## Exercise brief
Word for word, retype the first line of the records and every following line through the one containing "impl RLogger for Lines".

## Extracted material
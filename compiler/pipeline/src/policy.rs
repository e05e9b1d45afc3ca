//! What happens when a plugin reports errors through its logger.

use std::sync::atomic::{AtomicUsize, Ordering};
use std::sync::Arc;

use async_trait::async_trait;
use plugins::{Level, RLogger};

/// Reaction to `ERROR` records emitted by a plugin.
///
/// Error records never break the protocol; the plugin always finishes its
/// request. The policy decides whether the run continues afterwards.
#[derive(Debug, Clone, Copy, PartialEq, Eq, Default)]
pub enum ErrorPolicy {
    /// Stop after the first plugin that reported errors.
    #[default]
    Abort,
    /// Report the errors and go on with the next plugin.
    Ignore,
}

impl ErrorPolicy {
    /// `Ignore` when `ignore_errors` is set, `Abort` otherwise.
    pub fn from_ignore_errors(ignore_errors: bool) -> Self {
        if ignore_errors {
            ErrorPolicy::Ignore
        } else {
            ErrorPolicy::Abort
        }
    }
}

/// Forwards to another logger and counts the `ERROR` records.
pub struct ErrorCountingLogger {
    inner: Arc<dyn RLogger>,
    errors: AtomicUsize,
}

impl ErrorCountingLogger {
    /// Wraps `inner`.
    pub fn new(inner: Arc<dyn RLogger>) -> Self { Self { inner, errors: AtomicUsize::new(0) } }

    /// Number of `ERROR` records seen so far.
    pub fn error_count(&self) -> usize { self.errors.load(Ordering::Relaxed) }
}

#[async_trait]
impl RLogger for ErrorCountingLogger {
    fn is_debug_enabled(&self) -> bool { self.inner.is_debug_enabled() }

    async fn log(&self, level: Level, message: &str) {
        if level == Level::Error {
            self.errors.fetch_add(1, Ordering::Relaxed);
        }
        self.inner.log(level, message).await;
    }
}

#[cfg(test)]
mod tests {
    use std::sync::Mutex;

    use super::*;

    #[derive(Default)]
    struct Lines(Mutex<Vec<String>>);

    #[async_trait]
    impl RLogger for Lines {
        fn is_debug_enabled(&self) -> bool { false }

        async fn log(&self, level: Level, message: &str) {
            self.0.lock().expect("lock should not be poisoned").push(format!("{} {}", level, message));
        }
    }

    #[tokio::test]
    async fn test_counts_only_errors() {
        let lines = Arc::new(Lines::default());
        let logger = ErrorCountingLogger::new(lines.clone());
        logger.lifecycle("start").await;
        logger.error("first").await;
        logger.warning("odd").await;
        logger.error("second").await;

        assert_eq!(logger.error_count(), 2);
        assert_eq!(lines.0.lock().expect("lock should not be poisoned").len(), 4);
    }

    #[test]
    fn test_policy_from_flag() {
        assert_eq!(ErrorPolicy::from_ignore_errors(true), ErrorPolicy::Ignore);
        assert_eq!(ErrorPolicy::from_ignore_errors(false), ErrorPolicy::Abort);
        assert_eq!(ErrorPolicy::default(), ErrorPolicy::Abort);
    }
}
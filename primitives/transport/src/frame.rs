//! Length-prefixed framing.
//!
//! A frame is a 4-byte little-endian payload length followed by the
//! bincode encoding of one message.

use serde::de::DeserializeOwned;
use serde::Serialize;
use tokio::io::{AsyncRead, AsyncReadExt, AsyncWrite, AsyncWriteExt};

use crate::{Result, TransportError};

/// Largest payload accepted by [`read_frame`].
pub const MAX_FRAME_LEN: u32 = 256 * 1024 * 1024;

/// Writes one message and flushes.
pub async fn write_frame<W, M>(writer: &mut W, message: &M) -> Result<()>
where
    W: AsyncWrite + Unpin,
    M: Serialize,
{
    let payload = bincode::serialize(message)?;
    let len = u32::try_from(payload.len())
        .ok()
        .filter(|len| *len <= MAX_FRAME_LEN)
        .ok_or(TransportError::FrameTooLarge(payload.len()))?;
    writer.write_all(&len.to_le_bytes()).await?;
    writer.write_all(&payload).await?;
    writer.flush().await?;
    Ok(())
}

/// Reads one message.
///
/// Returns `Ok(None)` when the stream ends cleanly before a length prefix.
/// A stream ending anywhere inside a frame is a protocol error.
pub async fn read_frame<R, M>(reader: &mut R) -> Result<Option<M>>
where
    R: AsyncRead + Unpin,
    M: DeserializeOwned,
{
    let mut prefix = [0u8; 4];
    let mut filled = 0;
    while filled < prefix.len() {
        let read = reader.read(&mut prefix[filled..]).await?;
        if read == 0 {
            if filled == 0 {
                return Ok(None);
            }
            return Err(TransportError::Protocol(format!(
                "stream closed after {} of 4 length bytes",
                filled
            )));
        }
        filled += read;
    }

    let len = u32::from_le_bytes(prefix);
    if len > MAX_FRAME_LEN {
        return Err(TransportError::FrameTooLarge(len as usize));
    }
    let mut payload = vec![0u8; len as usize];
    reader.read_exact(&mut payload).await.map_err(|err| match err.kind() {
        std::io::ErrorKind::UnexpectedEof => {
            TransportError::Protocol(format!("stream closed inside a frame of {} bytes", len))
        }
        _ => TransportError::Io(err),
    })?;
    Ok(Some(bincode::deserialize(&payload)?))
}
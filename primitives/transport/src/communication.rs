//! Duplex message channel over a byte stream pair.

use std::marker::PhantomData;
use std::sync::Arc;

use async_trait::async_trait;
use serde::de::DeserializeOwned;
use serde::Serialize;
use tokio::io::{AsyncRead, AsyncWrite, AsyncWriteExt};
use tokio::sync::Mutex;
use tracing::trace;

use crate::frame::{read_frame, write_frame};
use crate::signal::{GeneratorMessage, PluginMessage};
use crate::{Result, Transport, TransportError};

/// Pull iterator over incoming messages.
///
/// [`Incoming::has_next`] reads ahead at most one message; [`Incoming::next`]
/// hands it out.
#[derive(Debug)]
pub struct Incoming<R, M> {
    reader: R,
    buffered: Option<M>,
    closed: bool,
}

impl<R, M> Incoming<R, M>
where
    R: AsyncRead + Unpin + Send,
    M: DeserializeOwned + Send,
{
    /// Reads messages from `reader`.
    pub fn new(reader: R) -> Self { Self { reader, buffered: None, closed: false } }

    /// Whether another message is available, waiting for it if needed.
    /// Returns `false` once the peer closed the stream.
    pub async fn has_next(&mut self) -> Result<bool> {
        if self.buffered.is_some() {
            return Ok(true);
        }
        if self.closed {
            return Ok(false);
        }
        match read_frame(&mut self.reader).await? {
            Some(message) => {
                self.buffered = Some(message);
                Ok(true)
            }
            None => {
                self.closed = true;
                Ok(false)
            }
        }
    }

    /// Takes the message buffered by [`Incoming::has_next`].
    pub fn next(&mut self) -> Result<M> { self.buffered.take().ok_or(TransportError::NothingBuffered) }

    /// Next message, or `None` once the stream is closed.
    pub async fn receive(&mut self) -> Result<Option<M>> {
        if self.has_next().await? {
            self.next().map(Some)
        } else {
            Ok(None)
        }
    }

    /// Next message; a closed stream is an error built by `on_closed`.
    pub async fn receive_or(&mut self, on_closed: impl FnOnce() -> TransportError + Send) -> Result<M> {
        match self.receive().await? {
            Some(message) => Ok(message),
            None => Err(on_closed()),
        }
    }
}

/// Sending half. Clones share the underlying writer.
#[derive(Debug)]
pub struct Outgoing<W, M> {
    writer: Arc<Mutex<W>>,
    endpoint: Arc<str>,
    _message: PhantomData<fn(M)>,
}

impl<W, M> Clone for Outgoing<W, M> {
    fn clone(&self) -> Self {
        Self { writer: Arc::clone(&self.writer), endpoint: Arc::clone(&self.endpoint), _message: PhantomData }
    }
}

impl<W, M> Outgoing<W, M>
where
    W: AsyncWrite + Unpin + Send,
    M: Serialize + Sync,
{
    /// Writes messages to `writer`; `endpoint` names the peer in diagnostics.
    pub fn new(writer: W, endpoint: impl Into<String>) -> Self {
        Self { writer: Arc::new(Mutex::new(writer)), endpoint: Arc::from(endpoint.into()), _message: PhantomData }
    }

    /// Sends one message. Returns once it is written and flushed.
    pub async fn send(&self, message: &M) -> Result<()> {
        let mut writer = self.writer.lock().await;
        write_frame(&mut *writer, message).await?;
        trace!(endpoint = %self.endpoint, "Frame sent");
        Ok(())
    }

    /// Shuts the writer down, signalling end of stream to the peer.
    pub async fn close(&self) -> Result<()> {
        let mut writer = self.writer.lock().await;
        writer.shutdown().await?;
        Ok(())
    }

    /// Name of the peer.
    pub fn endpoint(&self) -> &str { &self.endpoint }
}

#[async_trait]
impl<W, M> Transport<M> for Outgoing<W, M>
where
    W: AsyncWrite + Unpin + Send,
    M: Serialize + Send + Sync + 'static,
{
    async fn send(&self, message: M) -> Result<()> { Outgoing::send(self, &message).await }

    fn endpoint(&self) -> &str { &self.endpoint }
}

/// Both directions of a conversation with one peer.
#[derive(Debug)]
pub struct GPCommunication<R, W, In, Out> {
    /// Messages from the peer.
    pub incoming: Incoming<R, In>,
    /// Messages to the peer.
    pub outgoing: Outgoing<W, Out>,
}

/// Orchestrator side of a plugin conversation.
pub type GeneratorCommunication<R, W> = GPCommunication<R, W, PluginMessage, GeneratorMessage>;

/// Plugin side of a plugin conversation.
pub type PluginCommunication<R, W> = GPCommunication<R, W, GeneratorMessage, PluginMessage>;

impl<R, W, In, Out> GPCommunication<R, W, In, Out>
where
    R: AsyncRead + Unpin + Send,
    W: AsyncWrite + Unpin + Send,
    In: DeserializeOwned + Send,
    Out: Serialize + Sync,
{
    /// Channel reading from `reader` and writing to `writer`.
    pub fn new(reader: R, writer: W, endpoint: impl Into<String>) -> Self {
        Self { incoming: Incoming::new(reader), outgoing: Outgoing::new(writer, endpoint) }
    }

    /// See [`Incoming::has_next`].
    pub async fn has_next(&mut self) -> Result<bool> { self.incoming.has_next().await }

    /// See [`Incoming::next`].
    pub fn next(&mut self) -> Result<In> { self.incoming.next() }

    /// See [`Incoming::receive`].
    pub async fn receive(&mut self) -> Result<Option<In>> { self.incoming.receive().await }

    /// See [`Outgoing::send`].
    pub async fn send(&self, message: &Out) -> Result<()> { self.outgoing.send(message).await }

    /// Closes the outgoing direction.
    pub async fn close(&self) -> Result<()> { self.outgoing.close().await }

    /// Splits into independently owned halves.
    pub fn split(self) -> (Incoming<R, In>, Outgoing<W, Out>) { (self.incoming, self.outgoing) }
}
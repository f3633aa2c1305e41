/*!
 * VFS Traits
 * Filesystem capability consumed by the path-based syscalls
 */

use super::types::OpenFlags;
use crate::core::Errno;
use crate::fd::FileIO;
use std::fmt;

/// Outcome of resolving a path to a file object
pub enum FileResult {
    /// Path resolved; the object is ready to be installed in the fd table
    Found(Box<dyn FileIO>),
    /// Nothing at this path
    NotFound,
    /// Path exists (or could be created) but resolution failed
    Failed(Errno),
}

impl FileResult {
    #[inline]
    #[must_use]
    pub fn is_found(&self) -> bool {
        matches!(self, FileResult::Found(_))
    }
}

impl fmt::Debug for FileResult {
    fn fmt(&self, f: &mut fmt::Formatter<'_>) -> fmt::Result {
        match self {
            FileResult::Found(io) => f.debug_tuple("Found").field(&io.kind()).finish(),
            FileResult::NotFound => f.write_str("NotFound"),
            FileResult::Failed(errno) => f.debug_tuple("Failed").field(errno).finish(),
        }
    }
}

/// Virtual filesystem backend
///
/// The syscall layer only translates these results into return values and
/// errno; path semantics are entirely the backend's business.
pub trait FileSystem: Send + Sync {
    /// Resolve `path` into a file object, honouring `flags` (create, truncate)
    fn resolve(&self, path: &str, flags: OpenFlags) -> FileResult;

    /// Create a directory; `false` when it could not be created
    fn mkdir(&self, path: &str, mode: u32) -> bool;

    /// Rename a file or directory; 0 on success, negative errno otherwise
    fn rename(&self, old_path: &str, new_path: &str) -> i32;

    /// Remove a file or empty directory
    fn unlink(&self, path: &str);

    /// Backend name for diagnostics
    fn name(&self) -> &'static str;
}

## Written reply
filename compiler/pipeline/src/policy.rs
repository e05e9b1d45afc3ca
//! What happens when a plugin reports errors through its logger.

use std::sync::atomic::{AtomicUsize, Ordering};
use std::sync::Arc;

use async_trait::async_trait;
use plugins::{Level, RLogger};

/// Reaction to `ERROR` records emitted by a plugin.
///
/// Error records never break the protocol; the plugin always finishes its
/// request. The policy decides whether the run continues afterwards.
#[derive(Debug, Clone, Copy, PartialEq, Eq, Default)]
pub enum ErrorPolicy {
    /// Stop after the first plugin that reported errors.
    #[default]
    Abort,
    /// Report the errors and go on with the next plugin.
    Ignore,
}

impl ErrorPolicy {
    /// `Ignore` when `ignore_errors` is set, `Abort` otherwise.
    pub fn from_ignore_errors(ignore_errors: bool) -> Self {
        if ignore_errors {
            ErrorPolicy::Ignore
        } else {
            ErrorPolicy::Abort
        }
    }
}

/// Forwards to another logger and counts the `ERROR` records.
pub struct ErrorCountingLogger {
    inner: Arc<dyn RLogger>,
    errors: AtomicUsize,
}

impl ErrorCountingLogger {
    /// Wraps `inner`.
    pub fn new(inner: Arc<dyn RLogger>) -> Self { Self { inner, errors: AtomicUsize::new(0) } }

    /// Number of `ERROR` records seen so far.
    pub fn error_count(&self) -> usize { self.errors.load(Ordering::Relaxed) }
}

#[async_trait]
impl RLogger for ErrorCountingLogger {
    fn is_debug_enabled(&self) -> bool { self.inner.is_debug_enabled() }

    async fn log(&self, level: Level, message: &str) {
        if level == Level::Error {
            self.errors.fetch_add(1, Ordering::Relaxed);
        }
        self.inner.log(level, message).await;
    }
}

#[cfg(test)]
mod tests {
    use std::sync::Mutex;

    use super::*;

    #[derive(Default)]
    struct Lines(Mutex<Vec<String>>);

    #[async_trait]
    impl RLogger for Lines {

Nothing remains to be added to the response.